「えっ!? まだ好きって言ってないの!?」
更に大きく響いた声。
あたしは顔を真っ赤にして、こくこくと頷きながら、愛海の口を手で覆った。
「ほめっ、ほめん」
篭った声で謝りながら、あたしの手をぺちぺちと叩く。
仕方なく離すと、
「てっきり昨日伝えたもんだと思ってて……」
「ごめんね」と、謝られた。
昨日、愛海と仲直りして。その勢いのまま言えたら、楽だったのかもしれない。
でも、あの後駅前でクレープを食べて……。
「帰ったら遅くなっちゃったし。
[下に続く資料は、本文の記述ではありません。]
// crates/toolgate-engine/src/governance_client.rs
// ============================================================================
// Module: Governance Client
// Description: HTTP client seam for gated-path governance evaluations.
// Purpose: Let the engine call governance synchronously and fail closed.
// Dependencies: async-trait, reqwest, toolgate-core
// ============================================================================

//! ## Overview
//! The gated path calls the governance evaluator over HTTP with a small
//! connection pool and a per-call timeout. Responses are never cached; each
//! call is authoritative. The trait seam lets decision-engine tests inject a
//! fake client.

// ============================================================================
// SECTION: Imports
// ============================================================================

use std::time::Duration;

use async_trait::async_trait;
use reqwest::Client;
use thiserror::Error;
use toolgate_core::EvaluateRequest;
use toolgate_core::EvaluateResponse;
use toolgate_core::ServiceName;

// ============================================================================
// SECTION: Constants
// ============================================================================

/// Idle connections kept per governance host.
const POOL_MAX_IDLE_PER_HOST: usize = 8;

// ============================================================================
// SECTION: Errors
// ============================================================================

/// Errors raised by governance evaluations.
///
/// # Invariants
/// - Every variant maps to deny at the decision engine (fail closed).
#[derive(Debug, Error)]
pub enum GovernanceClientError {
    /// Client construction failed.
    #[error("governance client build failed: {0}")]
    Build(String),
    /// Evaluator was unreachable or timed out.
    #[error("governance evaluator unreachable: {0}")]
    Unreachable(String),
    /// Evaluator answered with an unexpected status.
    #[error("governance evaluator returned status {0}")]
    Status(u16),
    /// Response payload failed to decode.
    #[error("governance response decode failed: {0}")]
    Decode(String),
}

// ============================================================================
// SECTION: Trait
// ============================================================================

/// Client seam for governance evaluations.
#[async_trait]
pub trait GovernanceClient: Send + Sync {
    /// Evaluates a gated tool call against the service's instance.
    ///
    /// # Errors
    ///
    /// Returns [`GovernanceClientError`] when the call fails; the engine
    /// maps every error to deny.
    async fn evaluate(
        &self,
        evaluator_url: &str,
        bundle_token: &str,
        service: &ServiceName,
        request: &EvaluateRequest,
    ) -> Result<EvaluateResponse, GovernanceClientError>;
}

// ============================================================================
// SECTION: HTTP Implementation
// ============================================================================

/// HTTP governance client with a pooled connection and per-call timeout.
pub struct HttpGovernanceClient {
    /// Shared HTTP client.
    client: Client,
    /// Per-call timeout.
    timeout: Duration,
}

impl HttpGovernanceClient {
    /// Creates a governance client with the given per-call timeout.
    ///
    /// # Errors
    ///
    /// Returns [`GovernanceClientError::Build`] when the HTTP client cannot
    /// be built.
    pub fn new(timeout: Duration) -> Result<Self, GovernanceClientError> {
        let client = Client::builder()
            .pool_max_idle_per_host(POOL_MAX_IDLE_PER_HOST)
            .connect_timeout(timeout)
            .build()
            .map_err(|err| GovernanceClientError::Build(err.to_string()))?;
        Ok(Self {
            client,
            timeout,
        })
    }
}

#[async_trait]
impl GovernanceClient for HttpGovernanceClient {
    async fn evaluate(
        &self,
        evaluator_url: &str,
        bundle_token: &str,
        service: &ServiceName,
        request: &EvaluateRequest,
    ) -> Result<EvaluateResponse, GovernanceClientError> {
        let url = format!(
            "{}/governance/{}/evaluate",
            evaluator_url.trim_end_matches('/'),
            service
        );
        let response = self
            .client
            .post(url)
            .bearer_auth(bundle_token)
            .timeout(self.timeout)
            .json(request)
            .send()
            .await
            .map_err(|err| GovernanceClientError::Unreachable(err.to_string()))?;
        let status = response.status();
        if !status.is_success() {
            return Err(GovernanceClientError::Status(status.as_u16()));
        }
        response
            .json()
            .await
            .map_err(|err| GovernanceClientError::Decode(err.to_string()))
    }
}
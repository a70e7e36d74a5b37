// crates/toolgate-gateway/src/telemetry.rs
// ============================================================================
// Module: Gateway Telemetry
// Description: Observability hooks for edge decisions and routing.
// Purpose: Provide metric events and latency buckets without hard deps.
// Dependencies: toolgate-core
// ============================================================================

//! ## Overview
//! This module exposes a thin metrics interface for decision counters and
//! request latencies. It is intentionally dependency-light so deployments
//! can plug in Prometheus or OpenTelemetry without redesign. Labels must
//! never carry tokens or raw claims.

// ============================================================================
// SECTION: Imports
// ============================================================================

use std::time::Duration;

use toolgate_core::Revision;

// ============================================================================
// SECTION: Constants
// ============================================================================

/// Default latency buckets in milliseconds for edge request histograms.
pub const EDGE_LATENCY_BUCKETS_MS: &[u64] =
    &[1, 2, 5, 10, 25, 50, 100, 250, 500, 1_000, 2_500, 5_000, 10_000, 30_000];

// ============================================================================
// SECTION: Metric Labels
// ============================================================================

/// Edge request classification for metric labels.
///
/// # Invariants
/// - Variants are stable for telemetry labeling.
#[derive(Debug, Clone, Copy, PartialEq, Eq)]
pub enum EdgeRequestKind {
    /// SSE stream establishment.
    StreamSetup,
    /// JSON-RPC meta call.
    MetaCall,
    /// JSON-RPC tool call.
    ToolCall,
    /// Session teardown.
    Teardown,
}

impl EdgeRequestKind {
    /// Returns a stable label for the request kind.
    #[must_use]
    pub const fn as_str(self) -> &'static str {
        match self {
            Self::StreamSetup => "stream_setup",
            Self::MetaCall => "meta_call",
            Self::ToolCall => "tool_call",
            Self::Teardown => "teardown",
        }
    }
}

/// Edge decision metric event payload.
///
/// # Invariants
/// - Optional fields are `None` when the metadata is unavailable.
#[derive(Debug, Clone)]
pub struct DecisionMetricEvent {
    /// Request classification.
    pub kind: EdgeRequestKind,
    /// Whether the decision allowed the request.
    pub allowed: bool,
    /// HTTP status surfaced to the client.
    pub status: u16,
    /// Stable decision reason.
    pub reason: String,
    /// Bundle revision the decision used, when bootstrapped.
    pub revision: Option<Revision>,
}

// ============================================================================
// SECTION: Trait
// ============================================================================

/// Metrics sink for edge decisions and latencies.
pub trait GatewayMetrics: Send + Sync {
    /// Records a decision counter event.
    fn record_decision(&self, event: &DecisionMetricEvent);
    /// Records a latency observation for the request.
    fn record_latency(&self, event: &DecisionMetricEvent, latency: Duration);
}

/// No-op metrics sink.
///
/// # Invariants
/// - Metrics are intentionally discarded.
pub struct NoopMetrics;

impl GatewayMetrics for NoopMetrics {
    fn record_decision(&self, _event: &DecisionMetricEvent) {}

    fn record_latency(&self, _event: &DecisionMetricEvent, _latency: Duration) {}
}
// crates/toolgate-control/src/auth.rs
// ============================================================================
// Module: Control-Plane Authn/Authz
// Description: Bearer-token role enforcement for control-plane operations.
// Purpose: Provide strict, fail-closed capability checks per operation.
// Dependencies: toolgate-config, toolgate-core
// ============================================================================

//! ## Overview
//! Every control-plane route requires a bearer token. Admin mutations and
//! governance resolutions require an admin token; `getBundleData`, the
//! change stream, and `evaluate` require a gateway-role token. Decisions are
//! fail-closed and audited with SHA-256 token fingerprints; raw tokens never
//! leave this module.

// ============================================================================
// SECTION: Imports
// ============================================================================

use std::collections::BTreeSet;

use thiserror::Error;
use toolgate_config::ControlPlaneConfig;
use toolgate_core::digest::token_fingerprint;

// ============================================================================
// SECTION: Constants
// ============================================================================

/// Upper bound on accepted authorization header size.
const MAX_AUTH_HEADER_BYTES: usize = 8 * 1024;

// ============================================================================
// SECTION: Roles
// ============================================================================

/// Capability role required by a control-plane operation.
///
/// # Invariants
/// - Roles are disjoint; a token grants exactly the roles it is listed under.
#[derive(Debug, Clone, Copy, PartialEq, Eq)]
pub enum Role {
    /// Admin mutations and governance resolutions.
    Admin,
    /// Bundle reads, change-stream subscription, and evaluate.
    Gateway,
}

impl Role {
    /// Returns a stable label for audit events.
    #[must_use]
    pub const fn as_str(self) -> &'static str {
        match self {
            Self::Admin => "admin",
            Self::Gateway => "gateway",
        }
    }
}

// ============================================================================
// SECTION: Auth Context
// ============================================================================

/// Authenticated control-plane caller context.
///
/// # Invariants
/// - `token_fingerprint` is a SHA-256 hex digest, never the raw token.
#[derive(Debug, Clone)]
pub struct AuthContext {
    /// Role the caller authenticated under.
    pub role: Role,
    /// Token fingerprint for audit correlation.
    pub token_fingerprint: String,
}

// ============================================================================
// SECTION: Errors
// ============================================================================

/// Authentication or authorization errors.
#[derive(Debug, Error)]
pub enum AuthError {
    /// Missing or invalid authentication.
    #[error("unauthenticated: {0}")]
    Unauthenticated(String),
    /// Caller is authenticated but lacks the required role.
    #[error("unauthorized: {0} role required")]
    Unauthorized(&'static str),
}

// ============================================================================
// SECTION: Authorizer
// ============================================================================

/// Bearer-token authorizer derived from control-plane configuration.
///
/// # Invariants
/// - Token sets are immutable after construction.
pub struct ControlAuthorizer {
    /// Tokens granting the admin role.
    admin_tokens: BTreeSet<String>,
    /// Tokens granting the gateway role.
    gateway_tokens: BTreeSet<String>,
}

impl ControlAuthorizer {
    /// Builds an authorizer from control-plane configuration.
    #[must_use]
    pub fn from_config(config: &ControlPlaneConfig) -> Self {
        Self {
            admin_tokens: config.admin_tokens.iter().cloned().collect(),
            gateway_tokens: config.gateway_tokens.iter().cloned().collect(),
        }
    }

    /// Authorizes a request for the required role.
    ///
    /// # Errors
    ///
    /// Returns [`AuthError`] when the token is missing, unknown, or lacks
    /// the role.
    pub fn authorize(
        &self,
        auth_header: Option<&str>,
        role: Role,
    ) -> Result<AuthContext, AuthError> {
        let token = parse_bearer_token(auth_header)?;
        let granted = match role {
            Role::Admin => self.admin_tokens.contains(token),
            Role::Gateway => self.gateway_tokens.contains(token),
        };
        if !granted {
            let known =
                self.admin_tokens.contains(token) || self.gateway_tokens.contains(token);
            if known {
                return Err(AuthError::Unauthorized(role.as_str()));
            }
            return Err(AuthError::Unauthenticated("unknown bearer token".to_string()));
        }
        Ok(AuthContext {
            role,
            token_fingerprint: token_fingerprint(token),
        })
    }
}

// ============================================================================
// SECTION: Helpers
// ============================================================================

/// Extracts the bearer token from an `Authorization` header value.
fn parse_bearer_token(auth_header: Option<&str>) -> Result<&str, AuthError> {
    let header = auth_header
        .ok_or_else(|| AuthError::Unauthenticated("missing authorization".to_string()))?;
    if header.len() > MAX_AUTH_HEADER_BYTES {
        return Err(AuthError::Unauthenticated("authorization header too large".to_string()));
    }
    let mut parts = header.trim().splitn(2, ' ');
    let scheme = parts.next().unwrap_or_default();
    let token = parts.next().unwrap_or_default().trim();
    if !scheme.eq_ignore_ascii_case("bearer") || token.is_empty() {
        return Err(AuthError::Unauthenticated("invalid authorization header".to_string()));
    }
    Ok(token)
}

// ============================================================================
// SECTION: Tests
// ============================================================================

#[cfg(test)]
mod tests {
    use toolgate_config::ControlPlaneConfig;

    use super::AuthError;
    use super::ControlAuthorizer;
    use super::Role;

    fn authorizer() -> ControlAuthorizer {
        ControlAuthorizer::from_config(&ControlPlaneConfig {
            listen: "127.0.0.1:9000".parse().unwrap(),
            admin_tokens: vec!["admin-secret".to_string()],
            gateway_tokens: vec!["gw-secret".to_string()],
            governance_url: "http://npl:12000".to_string(),
            bundle_token: "opaque".to_string(),
            max_body_bytes: 1024,
        })
    }

    #[test]
    fn admin_token_grants_admin() {
        let auth = authorizer().authorize(Some("Bearer admin-secret"), Role::Admin).unwrap();
        assert_eq!(auth.role, Role::Admin);
        assert_ne!(auth.token_fingerprint, "admin-secret");
    }

    #[test]
    fn roles_are_disjoint() {
        let err = authorizer().authorize(Some("Bearer gw-secret"), Role::Admin).unwrap_err();
        assert!(matches!(err, AuthError::Unauthorized("admin")));
        let err = authorizer().authorize(Some("Bearer admin-secret"), Role::Gateway).unwrap_err();
        assert!(matches!(err, AuthError::Unauthorized("gateway")));
    }

    #[test]
    fn unknown_token_is_unauthenticated() {
        let err = authorizer().authorize(Some("Bearer nope"), Role::Admin).unwrap_err();
        assert!(matches!(err, AuthError::Unauthenticated(_)));
        let err = authorizer().authorize(None, Role::Gateway).unwrap_err();
        assert!(matches!(err, AuthError::Unauthenticated(_)));
    }
}
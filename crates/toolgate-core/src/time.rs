// crates/toolgate-core/src/time.rs
// ============================================================================
// Module: Toolgate Time Model
// Description: Canonical timestamp representations for protocol records.
// Purpose: Provide deterministic, replayable time values across Toolgate records.
// Dependencies: serde
// ============================================================================

//! ## Overview
//! Toolgate embeds explicit time values in governance records to keep replay
//! and testing deterministic. Protocol state machines never read wall-clock
//! time directly; hosts supply timestamps at operation boundaries.

// ============================================================================
// SECTION: Imports
// ============================================================================

use serde::Deserialize;
use serde::Serialize;

// ============================================================================
// SECTION: Time Values
// ============================================================================

/// Canonical timestamp used in governance records and audit events.
///
/// # Invariants
/// - Values are explicitly provided by callers; protocol state never reads
///   wall-clock time.
/// - No validation is performed; monotonicity is a caller responsibility.
#[derive(Debug, Clone, Copy, PartialEq, Eq, Serialize, Deserialize)]
#[serde(tag = "kind", content = "value", rename_all = "snake_case")]
pub enum Timestamp {
    /// Unix epoch milliseconds.
    UnixMillis(i64),
    /// Monotonic logical time value.
    Logical(u64),
}

impl Timestamp {
    /// Returns the timestamp as unix milliseconds when available.
    #[must_use]
    pub const fn as_unix_millis(&self) -> Option<i64> {
        match self {
            Self::UnixMillis(value) => Some(*value),
            Self::Logical(_) => None,
        }
    }

    /// Returns the timestamp as logical time when available.
    #[must_use]
    pub const fn as_logical(&self) -> Option<u64> {
        match self {
            Self::UnixMillis(_) => None,
            Self::Logical(value) => Some(*value),
        }
    }
}
// crates/toolgate-core/src/governance_api.rs
// ============================================================================
// Module: Toolgate Governance Contract
// Description: Approval request records and governance wire payloads.
// Purpose: Provide the shared contract between evaluators and governance instances.
// Dependencies: serde, serde_json, crate::{claims, digest, identifiers, time}
// ============================================================================

//! ## Overview
//! This module defines the record kept per gated tool-call request and the
//! request/response payloads exchanged between the decision engine and a
//! service-governance instance. The decision engine is a client of this
//! contract over HTTP; the control plane serves it.

// ============================================================================
// SECTION: Imports
// ============================================================================

use serde::Deserialize;
use serde::Serialize;
use serde_json::Value;

use crate::claims::ClaimSet;
use crate::digest::ArgumentsDigest;
use crate::identifiers::RequestId;
use crate::identifiers::SessionId;
use crate::identifiers::SubjectId;
use crate::identifiers::ToolName;
use crate::time::Timestamp;

// ============================================================================
// SECTION: Request Status
// ============================================================================

/// Lifecycle status of an approval request.
///
/// # Invariants
/// - `Pending → Approved` and `Pending → Denied` are the only transitions;
///   both are irreversible.
#[derive(Debug, Clone, Copy, PartialEq, Eq, Serialize, Deserialize)]
#[serde(rename_all = "snake_case")]
pub enum RequestStatus {
    /// Awaiting an admin decision.
    Pending,
    /// Approved by an admin; executable once.
    Approved,
    /// Denied by an admin.
    Denied,
}

impl RequestStatus {
    /// Returns a stable label for the status.
    #[must_use]
    pub const fn as_str(self) -> &'static str {
        match self {
            Self::Pending => "pending",
            Self::Approved => "approved",
            Self::Denied => "denied",
        }
    }
}

// ============================================================================
// SECTION: Approval Request Record
// ============================================================================

/// Record kept per gated tool-call request.
///
/// # Invariants
/// - `(caller, tool, arguments_digest)` is unique while `status = pending`
///   and `decision_consumed = false`.
/// - A resolved record is consumed at most once; after consumption a fresh
///   record may appear under the same key.
#[derive(Debug, Clone, PartialEq, Serialize, Deserialize)]
pub struct ApprovalRequest {
    /// Request identifier (`REQ-<monotonic>`).
    pub request_id: RequestId,
    /// Caller identity the request belongs to.
    pub caller: SubjectId,
    /// Tool the caller attempted to invoke.
    pub tool: ToolName,
    /// Canonical digest of the call arguments.
    pub arguments_digest: ArgumentsDigest,
    /// Aggregator session the call arrived on, when known.
    pub session_id: Option<SessionId>,
    /// Full JSON-RPC body, retained for replay.
    pub request_payload: Value,
    /// Lifecycle status.
    pub status: RequestStatus,
    /// Whether the terminal decision has been consumed by an evaluate.
    pub decision_consumed: bool,
    /// Denial reason, when denied.
    pub reason: Option<String>,
    /// Admin who resolved the request.
    pub approver: Option<SubjectId>,
    /// Creation timestamp.
    pub created_at: Timestamp,
    /// Resolution timestamp, when resolved.
    pub resolved_at: Option<Timestamp>,
}

// ============================================================================
// SECTION: Evaluate Payloads
// ============================================================================

/// Decision returned by a governance evaluation.
///
/// # Invariants
/// - Variants are stable for serialization and header mapping.
#[derive(Debug, Clone, Copy, PartialEq, Eq, Serialize, Deserialize)]
#[serde(rename_all = "snake_case")]
pub enum GovernanceDecision {
    /// The call may proceed.
    Allow,
    /// The call is denied.
    Deny,
    /// The call is suspended awaiting approval.
    Pending,
}

/// Evaluate request sent by the decision engine.
///
/// # Invariants
/// - `arguments` and `payload` are forwarded verbatim from the JSON-RPC body.
#[derive(Debug, Clone, PartialEq, Serialize, Deserialize)]
pub struct EvaluateRequest {
    /// Un-prefixed tool name.
    pub tool: ToolName,
    /// Resolved caller identity.
    pub caller: SubjectId,
    /// Full decoded claim set of the caller.
    pub claims: ClaimSet,
    /// Tool-call arguments object.
    pub arguments: Value,
    /// Aggregator session identifier, when present.
    pub session_id: Option<SessionId>,
    /// Full JSON-RPC body, retained for replay.
    pub payload: Value,
}

/// Evaluate response returned by a governance instance.
///
/// # Invariants
/// - `request_id` is present for every decision that touched a record.
#[derive(Debug, Clone, PartialEq, Eq, Serialize, Deserialize)]
pub struct EvaluateResponse {
    /// Decision for this evaluation.
    pub decision: GovernanceDecision,
    /// Approval request the decision refers to.
    #[serde(skip_serializing_if = "Option::is_none")]
    pub request_id: Option<RequestId>,
    /// Human-readable message (denial reason).
    #[serde(skip_serializing_if = "Option::is_none")]
    pub message: Option<String>,
}

impl EvaluateResponse {
    /// Builds a plain allow response.
    #[must_use]
    pub const fn allow() -> Self {
        Self {
            decision: GovernanceDecision::Allow,
            request_id: None,
            message: None,
        }
    }
}

// ============================================================================
// SECTION: Resolution Payloads
// ============================================================================

/// Admin resolution payload for approve/deny operations.
///
/// # Invariants
/// - `reason` is required for denials at the protocol layer.
#[derive(Debug, Clone, PartialEq, Eq, Serialize, Deserialize)]
pub struct ResolveRequest {
    /// Admin resolving the request.
    pub approver: SubjectId,
    /// Denial reason (ignored on approve).
    #[serde(skip_serializing_if = "Option::is_none")]
    pub reason: Option<String>,
}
やっぱりそういうのって、直接言った方がいいのかなって……」
終わりにつれて、小さくなった声。
それでも何とか言い終えたあたしを、愛海はじっと見つめて、
「海憂、かわいいー!」
言いながら、笑顔で頭を撫でられた。
……恥ずかしい。恥ずかしすぎる。
まさか自分がこんな状況に陥ることになるとは、思ってもみてなくて。
それに、何だか変な感じ……。
あたしは本当に、彼のことが好きなんだろうか?
愛海が口にした“好き”って言葉も、いまいちピンと来なくて。